PROBLEM REQUIREMENTS —
Your task is to copy each line of the material that holds the word "ExportError".

RECORDS FOR PROCESSING —

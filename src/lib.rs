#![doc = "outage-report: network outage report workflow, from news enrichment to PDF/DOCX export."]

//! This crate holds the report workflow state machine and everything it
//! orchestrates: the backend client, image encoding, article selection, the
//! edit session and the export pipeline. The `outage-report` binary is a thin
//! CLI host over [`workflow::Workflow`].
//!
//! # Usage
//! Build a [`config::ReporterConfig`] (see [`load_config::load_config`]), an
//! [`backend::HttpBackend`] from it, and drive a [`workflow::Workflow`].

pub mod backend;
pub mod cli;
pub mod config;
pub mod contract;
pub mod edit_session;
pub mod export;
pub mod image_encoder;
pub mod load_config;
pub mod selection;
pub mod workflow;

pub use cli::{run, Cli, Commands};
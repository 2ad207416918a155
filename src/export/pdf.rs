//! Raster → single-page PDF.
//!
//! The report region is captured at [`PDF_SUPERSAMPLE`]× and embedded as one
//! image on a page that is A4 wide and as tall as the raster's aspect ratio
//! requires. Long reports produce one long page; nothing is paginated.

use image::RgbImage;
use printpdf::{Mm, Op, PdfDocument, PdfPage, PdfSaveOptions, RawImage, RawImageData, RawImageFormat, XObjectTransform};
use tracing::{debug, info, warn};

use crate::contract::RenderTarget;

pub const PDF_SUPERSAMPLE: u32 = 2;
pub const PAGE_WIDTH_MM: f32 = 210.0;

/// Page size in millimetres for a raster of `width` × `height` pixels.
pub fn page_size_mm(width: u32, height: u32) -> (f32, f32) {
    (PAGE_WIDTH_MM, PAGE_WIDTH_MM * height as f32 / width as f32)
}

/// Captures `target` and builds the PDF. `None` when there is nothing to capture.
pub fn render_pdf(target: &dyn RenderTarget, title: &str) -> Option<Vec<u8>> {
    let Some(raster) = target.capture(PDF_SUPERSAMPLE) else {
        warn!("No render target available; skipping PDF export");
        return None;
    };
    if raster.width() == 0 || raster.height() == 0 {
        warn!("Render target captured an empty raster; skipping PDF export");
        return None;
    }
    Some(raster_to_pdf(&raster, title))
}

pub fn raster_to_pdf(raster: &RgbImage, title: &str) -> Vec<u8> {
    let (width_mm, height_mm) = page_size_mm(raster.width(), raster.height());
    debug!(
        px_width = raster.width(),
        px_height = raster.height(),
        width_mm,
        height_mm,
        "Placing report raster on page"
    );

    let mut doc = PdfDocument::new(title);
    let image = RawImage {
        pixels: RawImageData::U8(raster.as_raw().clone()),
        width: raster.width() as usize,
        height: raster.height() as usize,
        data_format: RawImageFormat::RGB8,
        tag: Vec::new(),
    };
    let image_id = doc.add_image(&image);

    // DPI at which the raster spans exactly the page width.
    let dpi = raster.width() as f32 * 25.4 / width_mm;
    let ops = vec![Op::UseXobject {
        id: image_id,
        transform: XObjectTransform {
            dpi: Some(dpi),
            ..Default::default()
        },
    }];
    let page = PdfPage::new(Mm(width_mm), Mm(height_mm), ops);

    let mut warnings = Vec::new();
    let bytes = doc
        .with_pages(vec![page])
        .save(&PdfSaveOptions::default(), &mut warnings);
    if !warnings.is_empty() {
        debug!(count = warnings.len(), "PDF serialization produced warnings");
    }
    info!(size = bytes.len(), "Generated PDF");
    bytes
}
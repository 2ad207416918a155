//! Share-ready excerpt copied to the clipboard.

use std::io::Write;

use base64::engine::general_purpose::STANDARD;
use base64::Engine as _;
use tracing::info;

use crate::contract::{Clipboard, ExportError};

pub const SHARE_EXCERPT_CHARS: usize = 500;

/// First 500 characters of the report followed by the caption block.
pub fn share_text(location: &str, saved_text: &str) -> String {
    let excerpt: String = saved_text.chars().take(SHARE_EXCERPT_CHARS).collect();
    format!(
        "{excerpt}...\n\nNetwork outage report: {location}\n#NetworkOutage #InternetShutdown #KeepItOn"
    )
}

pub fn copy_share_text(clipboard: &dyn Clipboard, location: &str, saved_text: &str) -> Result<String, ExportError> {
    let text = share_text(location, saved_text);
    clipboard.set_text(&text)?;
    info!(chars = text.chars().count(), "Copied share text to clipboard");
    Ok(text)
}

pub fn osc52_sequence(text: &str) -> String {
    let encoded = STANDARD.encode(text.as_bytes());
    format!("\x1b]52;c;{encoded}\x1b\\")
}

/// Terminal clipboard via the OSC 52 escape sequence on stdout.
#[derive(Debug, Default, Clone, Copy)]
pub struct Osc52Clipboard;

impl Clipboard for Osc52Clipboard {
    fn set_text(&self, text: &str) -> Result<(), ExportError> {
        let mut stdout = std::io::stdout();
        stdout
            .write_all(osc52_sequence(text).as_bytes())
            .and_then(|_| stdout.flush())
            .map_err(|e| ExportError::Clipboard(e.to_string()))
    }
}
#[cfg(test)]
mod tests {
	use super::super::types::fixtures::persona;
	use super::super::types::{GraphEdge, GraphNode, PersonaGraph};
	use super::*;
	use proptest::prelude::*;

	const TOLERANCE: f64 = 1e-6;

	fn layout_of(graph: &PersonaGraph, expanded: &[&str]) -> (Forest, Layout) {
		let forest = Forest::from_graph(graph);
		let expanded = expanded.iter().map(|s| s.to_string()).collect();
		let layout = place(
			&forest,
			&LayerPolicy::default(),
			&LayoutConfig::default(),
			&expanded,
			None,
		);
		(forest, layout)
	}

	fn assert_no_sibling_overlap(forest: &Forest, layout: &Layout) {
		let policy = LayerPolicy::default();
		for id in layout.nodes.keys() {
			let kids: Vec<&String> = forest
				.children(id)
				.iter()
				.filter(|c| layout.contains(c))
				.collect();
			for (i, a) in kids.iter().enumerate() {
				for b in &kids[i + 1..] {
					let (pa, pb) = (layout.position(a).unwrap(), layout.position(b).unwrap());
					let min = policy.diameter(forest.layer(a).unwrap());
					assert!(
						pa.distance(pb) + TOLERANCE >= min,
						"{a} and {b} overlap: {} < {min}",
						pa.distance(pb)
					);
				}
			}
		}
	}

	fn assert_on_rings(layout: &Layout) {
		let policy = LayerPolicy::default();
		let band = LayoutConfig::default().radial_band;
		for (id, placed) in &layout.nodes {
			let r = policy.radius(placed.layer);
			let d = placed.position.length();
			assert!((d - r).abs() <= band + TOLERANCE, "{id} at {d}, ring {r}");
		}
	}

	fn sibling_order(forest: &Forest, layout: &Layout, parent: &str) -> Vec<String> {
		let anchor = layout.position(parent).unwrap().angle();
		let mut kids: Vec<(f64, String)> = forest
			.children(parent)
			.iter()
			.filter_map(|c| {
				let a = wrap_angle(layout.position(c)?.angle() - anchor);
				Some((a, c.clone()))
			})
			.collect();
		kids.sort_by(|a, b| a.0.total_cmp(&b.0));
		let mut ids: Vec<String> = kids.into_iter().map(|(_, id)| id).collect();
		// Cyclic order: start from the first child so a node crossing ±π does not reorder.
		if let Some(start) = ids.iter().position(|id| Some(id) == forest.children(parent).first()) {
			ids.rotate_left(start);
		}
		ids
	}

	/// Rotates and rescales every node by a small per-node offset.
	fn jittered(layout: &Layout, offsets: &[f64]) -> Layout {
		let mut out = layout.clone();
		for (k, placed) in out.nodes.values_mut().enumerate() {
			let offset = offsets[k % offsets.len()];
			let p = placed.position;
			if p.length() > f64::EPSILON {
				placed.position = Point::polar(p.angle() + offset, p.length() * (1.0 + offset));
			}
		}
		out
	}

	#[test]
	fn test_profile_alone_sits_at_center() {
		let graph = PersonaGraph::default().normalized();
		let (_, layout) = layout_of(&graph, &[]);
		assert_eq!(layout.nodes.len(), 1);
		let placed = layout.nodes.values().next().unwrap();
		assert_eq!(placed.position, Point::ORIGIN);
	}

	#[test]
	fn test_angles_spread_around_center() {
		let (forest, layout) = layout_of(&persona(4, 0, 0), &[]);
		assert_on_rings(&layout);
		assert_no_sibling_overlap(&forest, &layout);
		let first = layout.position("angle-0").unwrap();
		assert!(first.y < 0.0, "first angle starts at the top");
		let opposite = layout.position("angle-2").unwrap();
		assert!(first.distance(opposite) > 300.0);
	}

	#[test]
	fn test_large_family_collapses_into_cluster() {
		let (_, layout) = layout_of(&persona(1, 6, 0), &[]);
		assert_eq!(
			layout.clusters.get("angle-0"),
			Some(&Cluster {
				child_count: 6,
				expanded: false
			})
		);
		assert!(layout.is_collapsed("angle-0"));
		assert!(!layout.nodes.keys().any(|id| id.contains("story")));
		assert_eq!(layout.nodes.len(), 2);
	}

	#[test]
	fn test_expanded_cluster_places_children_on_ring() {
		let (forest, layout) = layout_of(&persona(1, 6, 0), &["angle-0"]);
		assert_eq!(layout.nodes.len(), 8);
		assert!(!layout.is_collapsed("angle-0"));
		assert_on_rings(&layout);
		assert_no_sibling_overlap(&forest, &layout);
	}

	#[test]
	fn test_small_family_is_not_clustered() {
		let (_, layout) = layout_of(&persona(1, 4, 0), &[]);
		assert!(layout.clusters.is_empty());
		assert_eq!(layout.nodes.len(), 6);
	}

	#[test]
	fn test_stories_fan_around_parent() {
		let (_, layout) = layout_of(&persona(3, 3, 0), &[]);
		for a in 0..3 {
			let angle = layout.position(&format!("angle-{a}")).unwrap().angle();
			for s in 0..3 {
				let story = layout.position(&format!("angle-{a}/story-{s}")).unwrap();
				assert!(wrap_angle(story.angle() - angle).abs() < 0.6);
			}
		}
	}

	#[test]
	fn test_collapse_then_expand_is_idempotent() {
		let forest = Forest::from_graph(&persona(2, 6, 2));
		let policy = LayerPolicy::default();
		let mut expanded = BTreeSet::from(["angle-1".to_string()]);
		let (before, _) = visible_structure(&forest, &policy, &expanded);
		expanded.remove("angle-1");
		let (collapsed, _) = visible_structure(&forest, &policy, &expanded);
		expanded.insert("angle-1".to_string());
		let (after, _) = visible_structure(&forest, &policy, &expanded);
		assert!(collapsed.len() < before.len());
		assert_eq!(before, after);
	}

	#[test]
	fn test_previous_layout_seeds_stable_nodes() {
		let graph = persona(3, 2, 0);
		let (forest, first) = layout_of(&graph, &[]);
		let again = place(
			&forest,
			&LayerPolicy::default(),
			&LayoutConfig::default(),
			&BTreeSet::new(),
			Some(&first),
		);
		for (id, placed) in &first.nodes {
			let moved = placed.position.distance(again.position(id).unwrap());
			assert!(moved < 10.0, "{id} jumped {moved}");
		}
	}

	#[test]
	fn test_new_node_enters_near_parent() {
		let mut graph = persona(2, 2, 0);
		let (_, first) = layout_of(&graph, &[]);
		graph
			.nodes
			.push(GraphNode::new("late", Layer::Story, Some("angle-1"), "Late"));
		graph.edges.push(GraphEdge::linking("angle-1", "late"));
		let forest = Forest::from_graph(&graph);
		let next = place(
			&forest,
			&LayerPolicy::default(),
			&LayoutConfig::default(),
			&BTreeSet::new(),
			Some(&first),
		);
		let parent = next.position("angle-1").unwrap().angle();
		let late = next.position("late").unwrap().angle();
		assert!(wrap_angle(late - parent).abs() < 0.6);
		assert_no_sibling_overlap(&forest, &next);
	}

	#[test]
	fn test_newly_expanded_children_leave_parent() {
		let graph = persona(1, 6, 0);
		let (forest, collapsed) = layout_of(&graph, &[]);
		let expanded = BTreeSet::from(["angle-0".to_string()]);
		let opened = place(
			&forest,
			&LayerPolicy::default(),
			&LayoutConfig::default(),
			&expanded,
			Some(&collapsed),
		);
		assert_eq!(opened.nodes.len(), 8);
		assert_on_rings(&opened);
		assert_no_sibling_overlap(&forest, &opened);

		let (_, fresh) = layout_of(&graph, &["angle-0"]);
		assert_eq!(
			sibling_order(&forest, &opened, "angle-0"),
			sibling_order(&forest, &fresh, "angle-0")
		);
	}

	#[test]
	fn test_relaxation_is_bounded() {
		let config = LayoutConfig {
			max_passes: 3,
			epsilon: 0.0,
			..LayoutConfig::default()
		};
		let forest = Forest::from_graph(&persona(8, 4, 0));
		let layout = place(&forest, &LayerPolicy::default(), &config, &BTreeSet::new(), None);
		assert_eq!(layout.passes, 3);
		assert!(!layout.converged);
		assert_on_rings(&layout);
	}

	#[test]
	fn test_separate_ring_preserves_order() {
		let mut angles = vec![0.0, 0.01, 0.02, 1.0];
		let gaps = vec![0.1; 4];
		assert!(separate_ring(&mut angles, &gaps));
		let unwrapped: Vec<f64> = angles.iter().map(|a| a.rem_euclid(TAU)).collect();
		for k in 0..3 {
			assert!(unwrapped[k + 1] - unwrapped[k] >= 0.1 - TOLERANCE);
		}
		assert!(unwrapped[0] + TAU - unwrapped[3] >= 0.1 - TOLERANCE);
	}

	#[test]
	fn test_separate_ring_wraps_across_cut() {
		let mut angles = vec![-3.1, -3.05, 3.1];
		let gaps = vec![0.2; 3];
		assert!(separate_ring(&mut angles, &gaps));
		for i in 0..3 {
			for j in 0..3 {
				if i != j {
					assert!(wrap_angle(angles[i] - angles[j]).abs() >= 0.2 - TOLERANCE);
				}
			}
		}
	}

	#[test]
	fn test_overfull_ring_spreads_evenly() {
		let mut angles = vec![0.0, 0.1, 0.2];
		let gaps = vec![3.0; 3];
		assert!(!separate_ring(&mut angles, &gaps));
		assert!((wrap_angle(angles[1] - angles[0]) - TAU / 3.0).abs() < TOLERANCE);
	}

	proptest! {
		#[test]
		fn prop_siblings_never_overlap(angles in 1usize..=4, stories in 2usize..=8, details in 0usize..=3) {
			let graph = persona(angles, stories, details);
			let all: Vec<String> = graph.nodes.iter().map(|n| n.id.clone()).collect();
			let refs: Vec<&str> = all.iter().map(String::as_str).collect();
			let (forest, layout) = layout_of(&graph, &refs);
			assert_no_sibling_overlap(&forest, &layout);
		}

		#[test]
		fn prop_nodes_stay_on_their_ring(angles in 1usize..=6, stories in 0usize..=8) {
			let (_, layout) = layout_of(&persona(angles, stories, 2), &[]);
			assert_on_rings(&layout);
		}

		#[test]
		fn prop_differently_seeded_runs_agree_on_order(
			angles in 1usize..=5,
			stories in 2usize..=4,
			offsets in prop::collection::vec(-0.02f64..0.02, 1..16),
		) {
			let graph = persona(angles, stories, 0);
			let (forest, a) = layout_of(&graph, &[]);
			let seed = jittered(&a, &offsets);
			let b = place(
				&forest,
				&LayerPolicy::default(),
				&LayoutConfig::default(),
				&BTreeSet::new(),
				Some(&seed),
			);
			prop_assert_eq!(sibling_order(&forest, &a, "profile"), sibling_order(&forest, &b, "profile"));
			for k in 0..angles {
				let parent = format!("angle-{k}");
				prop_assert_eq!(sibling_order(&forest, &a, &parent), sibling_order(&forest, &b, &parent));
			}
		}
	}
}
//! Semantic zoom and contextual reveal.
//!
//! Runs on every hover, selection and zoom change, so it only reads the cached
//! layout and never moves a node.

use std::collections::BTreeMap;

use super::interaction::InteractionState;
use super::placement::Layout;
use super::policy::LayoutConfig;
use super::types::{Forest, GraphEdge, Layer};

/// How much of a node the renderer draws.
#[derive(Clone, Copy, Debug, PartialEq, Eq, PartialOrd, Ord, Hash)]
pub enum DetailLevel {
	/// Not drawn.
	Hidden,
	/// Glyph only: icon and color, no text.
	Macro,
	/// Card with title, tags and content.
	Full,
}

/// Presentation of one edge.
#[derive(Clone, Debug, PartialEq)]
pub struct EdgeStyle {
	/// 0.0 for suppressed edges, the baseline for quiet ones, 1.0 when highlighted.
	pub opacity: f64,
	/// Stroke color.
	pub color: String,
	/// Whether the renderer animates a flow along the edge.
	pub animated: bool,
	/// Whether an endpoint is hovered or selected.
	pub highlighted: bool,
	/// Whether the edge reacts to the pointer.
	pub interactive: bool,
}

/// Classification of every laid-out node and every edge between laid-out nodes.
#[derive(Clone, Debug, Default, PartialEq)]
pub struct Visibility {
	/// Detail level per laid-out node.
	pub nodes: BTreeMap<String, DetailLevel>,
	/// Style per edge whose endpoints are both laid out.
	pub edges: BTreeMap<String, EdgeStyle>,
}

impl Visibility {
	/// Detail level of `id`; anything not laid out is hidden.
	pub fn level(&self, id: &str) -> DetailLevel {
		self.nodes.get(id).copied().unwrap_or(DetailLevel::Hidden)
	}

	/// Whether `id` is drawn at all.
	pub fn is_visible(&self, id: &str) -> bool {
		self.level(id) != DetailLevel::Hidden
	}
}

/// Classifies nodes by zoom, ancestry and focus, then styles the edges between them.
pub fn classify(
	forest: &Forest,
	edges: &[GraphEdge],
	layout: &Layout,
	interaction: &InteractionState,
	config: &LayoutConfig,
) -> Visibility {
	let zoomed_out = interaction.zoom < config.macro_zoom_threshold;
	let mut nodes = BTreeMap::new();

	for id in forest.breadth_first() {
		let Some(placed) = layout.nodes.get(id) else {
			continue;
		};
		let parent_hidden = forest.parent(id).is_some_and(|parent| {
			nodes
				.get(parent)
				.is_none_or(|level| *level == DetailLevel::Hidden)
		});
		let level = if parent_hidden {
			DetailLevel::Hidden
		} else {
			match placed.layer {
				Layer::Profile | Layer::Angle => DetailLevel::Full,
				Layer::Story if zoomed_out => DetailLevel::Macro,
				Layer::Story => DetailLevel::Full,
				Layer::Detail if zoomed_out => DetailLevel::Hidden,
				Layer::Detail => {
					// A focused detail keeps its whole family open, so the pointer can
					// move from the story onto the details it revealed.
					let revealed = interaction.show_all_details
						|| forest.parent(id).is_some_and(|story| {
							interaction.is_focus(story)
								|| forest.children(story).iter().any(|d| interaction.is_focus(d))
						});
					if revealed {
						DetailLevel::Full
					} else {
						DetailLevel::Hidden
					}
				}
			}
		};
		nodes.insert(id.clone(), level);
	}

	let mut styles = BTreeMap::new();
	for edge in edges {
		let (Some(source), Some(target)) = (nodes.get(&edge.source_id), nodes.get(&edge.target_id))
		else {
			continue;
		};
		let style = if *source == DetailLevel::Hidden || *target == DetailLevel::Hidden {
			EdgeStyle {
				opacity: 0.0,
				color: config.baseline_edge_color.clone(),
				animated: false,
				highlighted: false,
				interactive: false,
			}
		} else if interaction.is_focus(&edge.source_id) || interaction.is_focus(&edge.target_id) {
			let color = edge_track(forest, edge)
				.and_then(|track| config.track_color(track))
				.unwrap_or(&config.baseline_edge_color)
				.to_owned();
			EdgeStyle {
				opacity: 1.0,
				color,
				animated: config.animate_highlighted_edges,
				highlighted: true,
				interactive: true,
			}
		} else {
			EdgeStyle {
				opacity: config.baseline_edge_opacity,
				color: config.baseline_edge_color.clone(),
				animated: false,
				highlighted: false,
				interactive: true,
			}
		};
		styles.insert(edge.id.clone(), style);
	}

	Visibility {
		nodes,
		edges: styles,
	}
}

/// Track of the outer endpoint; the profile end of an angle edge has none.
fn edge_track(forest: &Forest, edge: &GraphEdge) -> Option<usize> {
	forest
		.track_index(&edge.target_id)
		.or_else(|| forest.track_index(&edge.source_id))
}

OUTPUT FOR THIS TASK —
use crate::contract::{Clipboard, ExportError};
pub fn copy_share_text(clipboard: &dyn Clipboard, location: &str, saved_text: &str) -> Result<String, ExportError> {
    fn set_text(&self, text: &str) -> Result<(), ExportError> {
            .map_err(|e| ExportError::Clipboard(e.to_string()))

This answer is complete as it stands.